▶ [WORK INSTRUCTION]: Scan the data below for the string "FilterTarget". Show every line where it turns up.

══════════════════════════════

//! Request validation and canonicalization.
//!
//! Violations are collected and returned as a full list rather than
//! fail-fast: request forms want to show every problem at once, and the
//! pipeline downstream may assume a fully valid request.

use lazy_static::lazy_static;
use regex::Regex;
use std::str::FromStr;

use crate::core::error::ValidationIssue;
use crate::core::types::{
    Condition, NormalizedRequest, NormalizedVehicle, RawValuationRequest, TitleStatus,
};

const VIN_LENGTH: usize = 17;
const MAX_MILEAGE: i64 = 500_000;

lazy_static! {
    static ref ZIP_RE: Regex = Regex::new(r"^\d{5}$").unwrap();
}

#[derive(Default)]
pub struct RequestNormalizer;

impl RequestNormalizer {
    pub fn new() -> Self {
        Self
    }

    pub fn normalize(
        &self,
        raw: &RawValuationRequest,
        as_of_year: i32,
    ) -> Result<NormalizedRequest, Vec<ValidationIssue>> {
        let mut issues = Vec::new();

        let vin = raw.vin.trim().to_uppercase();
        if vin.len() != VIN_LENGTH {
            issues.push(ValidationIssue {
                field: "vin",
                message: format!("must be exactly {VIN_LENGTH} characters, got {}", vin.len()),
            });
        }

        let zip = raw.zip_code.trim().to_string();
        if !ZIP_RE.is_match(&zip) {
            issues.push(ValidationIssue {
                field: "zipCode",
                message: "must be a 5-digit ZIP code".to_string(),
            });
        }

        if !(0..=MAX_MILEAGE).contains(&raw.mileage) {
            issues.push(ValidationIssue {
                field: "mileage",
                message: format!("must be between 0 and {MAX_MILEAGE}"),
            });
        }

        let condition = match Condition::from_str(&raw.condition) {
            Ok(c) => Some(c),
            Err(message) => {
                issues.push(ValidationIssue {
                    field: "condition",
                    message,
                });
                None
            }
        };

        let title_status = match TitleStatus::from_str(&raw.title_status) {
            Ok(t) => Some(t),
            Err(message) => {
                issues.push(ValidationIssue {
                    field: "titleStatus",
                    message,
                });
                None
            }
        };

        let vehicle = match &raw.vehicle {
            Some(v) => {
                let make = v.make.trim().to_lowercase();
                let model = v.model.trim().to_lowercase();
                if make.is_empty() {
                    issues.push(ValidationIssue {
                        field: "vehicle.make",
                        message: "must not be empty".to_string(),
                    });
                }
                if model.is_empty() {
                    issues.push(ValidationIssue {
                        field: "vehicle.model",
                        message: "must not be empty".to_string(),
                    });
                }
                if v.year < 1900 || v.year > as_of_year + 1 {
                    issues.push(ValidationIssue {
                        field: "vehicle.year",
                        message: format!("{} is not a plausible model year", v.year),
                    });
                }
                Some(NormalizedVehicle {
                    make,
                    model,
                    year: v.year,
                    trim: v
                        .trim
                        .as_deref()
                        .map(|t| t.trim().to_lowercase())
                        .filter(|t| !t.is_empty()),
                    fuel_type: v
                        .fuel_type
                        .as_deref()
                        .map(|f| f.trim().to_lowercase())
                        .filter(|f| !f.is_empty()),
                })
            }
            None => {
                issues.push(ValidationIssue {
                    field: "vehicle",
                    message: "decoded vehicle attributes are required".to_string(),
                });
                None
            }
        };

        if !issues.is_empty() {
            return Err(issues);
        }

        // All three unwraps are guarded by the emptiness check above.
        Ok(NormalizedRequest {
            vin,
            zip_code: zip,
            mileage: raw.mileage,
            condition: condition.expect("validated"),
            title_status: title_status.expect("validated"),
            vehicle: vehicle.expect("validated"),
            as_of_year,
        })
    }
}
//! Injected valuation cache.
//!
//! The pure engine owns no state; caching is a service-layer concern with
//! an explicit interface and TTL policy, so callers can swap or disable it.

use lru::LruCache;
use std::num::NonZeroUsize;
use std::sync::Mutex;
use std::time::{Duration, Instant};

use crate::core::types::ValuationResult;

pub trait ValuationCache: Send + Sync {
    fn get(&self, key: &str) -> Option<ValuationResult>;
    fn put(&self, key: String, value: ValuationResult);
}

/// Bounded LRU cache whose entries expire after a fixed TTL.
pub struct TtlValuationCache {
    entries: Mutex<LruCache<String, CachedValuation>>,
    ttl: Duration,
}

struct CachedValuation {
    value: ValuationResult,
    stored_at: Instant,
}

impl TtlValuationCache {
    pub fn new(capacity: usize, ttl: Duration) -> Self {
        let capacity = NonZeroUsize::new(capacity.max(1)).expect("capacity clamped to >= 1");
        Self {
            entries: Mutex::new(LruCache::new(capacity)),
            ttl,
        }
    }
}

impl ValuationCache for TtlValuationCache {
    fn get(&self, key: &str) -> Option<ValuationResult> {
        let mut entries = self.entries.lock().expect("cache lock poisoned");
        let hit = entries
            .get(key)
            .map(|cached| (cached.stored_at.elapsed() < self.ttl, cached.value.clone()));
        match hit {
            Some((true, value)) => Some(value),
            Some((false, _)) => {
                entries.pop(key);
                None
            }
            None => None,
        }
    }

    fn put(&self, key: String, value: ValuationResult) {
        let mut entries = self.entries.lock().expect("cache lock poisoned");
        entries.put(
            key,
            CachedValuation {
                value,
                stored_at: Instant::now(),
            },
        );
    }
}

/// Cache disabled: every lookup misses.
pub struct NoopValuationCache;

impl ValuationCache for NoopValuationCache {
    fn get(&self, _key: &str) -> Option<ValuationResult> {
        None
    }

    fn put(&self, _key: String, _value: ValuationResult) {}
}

══════════════════════════════

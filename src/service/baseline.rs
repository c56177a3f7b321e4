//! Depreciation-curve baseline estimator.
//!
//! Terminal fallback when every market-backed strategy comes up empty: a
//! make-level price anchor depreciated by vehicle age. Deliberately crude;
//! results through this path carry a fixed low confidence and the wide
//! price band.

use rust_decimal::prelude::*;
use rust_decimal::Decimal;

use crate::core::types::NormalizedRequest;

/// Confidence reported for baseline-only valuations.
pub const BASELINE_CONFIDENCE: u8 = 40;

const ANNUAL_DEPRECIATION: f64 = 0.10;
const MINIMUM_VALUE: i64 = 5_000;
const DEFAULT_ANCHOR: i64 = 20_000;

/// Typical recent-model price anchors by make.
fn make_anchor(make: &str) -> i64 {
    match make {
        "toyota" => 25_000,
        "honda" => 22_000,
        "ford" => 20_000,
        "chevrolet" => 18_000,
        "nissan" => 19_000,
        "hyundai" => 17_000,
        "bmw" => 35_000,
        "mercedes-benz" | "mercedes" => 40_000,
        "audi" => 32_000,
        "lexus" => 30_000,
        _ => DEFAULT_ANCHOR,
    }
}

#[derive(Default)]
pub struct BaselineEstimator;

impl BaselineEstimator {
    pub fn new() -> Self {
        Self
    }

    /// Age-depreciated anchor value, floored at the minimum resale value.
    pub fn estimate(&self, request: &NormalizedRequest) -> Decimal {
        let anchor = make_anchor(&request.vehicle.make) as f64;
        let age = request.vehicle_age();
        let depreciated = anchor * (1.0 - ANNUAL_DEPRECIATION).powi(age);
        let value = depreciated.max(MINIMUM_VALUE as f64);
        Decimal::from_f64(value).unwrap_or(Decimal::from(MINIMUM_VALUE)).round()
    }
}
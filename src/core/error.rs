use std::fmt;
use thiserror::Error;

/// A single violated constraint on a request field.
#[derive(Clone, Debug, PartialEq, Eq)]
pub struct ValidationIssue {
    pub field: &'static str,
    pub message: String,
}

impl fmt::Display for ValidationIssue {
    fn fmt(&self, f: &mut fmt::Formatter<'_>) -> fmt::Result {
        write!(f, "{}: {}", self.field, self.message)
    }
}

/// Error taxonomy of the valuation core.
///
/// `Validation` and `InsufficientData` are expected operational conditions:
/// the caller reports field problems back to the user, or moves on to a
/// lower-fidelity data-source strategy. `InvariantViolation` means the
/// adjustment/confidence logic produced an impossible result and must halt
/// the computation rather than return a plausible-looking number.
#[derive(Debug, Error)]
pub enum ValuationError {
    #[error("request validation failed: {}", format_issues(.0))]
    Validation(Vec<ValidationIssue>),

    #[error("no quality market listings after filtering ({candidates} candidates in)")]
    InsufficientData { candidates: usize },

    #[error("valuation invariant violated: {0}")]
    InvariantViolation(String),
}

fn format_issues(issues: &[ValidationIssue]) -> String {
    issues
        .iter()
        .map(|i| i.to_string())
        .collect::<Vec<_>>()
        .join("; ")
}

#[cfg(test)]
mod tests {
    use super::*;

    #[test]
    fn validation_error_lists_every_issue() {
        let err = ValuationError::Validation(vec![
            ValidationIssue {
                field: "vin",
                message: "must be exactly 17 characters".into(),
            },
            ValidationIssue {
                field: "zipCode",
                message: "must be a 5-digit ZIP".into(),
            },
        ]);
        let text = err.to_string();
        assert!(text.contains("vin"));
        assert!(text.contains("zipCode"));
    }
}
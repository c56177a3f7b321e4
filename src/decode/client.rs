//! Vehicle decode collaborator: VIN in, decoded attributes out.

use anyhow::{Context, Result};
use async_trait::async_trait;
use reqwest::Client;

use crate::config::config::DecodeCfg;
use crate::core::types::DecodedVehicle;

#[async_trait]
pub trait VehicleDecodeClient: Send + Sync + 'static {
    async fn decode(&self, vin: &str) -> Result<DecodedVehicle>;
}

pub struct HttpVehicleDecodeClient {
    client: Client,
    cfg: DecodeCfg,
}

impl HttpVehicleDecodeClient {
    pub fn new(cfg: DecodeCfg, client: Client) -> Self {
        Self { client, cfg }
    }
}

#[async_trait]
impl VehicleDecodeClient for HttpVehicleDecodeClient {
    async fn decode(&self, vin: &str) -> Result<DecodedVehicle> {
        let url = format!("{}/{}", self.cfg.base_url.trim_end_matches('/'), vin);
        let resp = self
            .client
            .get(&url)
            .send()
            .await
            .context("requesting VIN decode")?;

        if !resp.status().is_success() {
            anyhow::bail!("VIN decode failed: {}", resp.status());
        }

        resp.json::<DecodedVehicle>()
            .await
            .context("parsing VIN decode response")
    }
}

══════════════════════════════

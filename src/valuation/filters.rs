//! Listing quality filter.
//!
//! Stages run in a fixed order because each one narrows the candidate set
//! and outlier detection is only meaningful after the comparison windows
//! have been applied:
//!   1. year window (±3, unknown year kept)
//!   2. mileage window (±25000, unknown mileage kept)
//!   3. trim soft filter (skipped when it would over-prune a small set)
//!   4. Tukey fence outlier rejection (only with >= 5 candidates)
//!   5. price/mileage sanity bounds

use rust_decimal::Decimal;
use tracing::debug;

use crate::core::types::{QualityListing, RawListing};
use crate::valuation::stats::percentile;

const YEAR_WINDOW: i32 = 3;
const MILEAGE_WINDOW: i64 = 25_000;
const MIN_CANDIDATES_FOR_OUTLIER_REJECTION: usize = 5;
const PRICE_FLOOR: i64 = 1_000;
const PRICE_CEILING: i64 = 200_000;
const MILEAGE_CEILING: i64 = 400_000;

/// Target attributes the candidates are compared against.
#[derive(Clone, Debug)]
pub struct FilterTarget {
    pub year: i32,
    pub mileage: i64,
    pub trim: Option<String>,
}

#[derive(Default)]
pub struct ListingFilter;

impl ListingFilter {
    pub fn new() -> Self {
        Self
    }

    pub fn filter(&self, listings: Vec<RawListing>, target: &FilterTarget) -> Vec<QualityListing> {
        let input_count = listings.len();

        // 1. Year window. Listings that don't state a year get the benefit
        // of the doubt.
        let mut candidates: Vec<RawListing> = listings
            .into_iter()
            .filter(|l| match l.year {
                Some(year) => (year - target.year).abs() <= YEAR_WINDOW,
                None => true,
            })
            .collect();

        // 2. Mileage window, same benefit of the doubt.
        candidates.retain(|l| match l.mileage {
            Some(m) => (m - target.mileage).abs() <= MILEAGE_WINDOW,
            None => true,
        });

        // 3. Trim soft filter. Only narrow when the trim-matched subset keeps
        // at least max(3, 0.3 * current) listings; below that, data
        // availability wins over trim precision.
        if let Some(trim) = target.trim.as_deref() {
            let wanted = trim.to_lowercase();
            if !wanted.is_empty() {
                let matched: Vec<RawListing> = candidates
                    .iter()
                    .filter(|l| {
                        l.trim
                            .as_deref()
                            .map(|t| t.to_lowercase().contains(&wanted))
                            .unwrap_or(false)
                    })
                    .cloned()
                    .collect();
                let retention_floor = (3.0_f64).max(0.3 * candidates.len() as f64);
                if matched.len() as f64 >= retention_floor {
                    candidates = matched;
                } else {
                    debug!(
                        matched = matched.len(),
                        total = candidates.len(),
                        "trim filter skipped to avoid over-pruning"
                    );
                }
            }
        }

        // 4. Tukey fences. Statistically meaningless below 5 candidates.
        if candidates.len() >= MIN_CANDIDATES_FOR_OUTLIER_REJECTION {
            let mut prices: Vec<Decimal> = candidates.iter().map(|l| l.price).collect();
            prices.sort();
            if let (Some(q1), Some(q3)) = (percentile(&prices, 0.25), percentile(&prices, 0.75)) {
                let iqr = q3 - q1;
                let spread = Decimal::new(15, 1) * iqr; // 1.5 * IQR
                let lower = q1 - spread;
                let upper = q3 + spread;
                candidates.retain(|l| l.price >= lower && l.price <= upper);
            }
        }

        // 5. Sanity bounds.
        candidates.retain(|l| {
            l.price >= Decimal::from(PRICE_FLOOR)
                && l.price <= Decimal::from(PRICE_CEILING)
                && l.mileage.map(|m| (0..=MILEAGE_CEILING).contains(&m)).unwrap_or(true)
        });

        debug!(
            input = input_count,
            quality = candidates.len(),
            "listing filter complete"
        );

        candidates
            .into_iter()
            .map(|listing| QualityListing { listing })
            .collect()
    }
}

══════════════════════════════

▶ [EXPECTED ANSWER]:
pub struct FilterTarget {
    pub fn filter(&self, listings: Vec<RawListing>, target: &FilterTarget) -> Vec<QualityListing> {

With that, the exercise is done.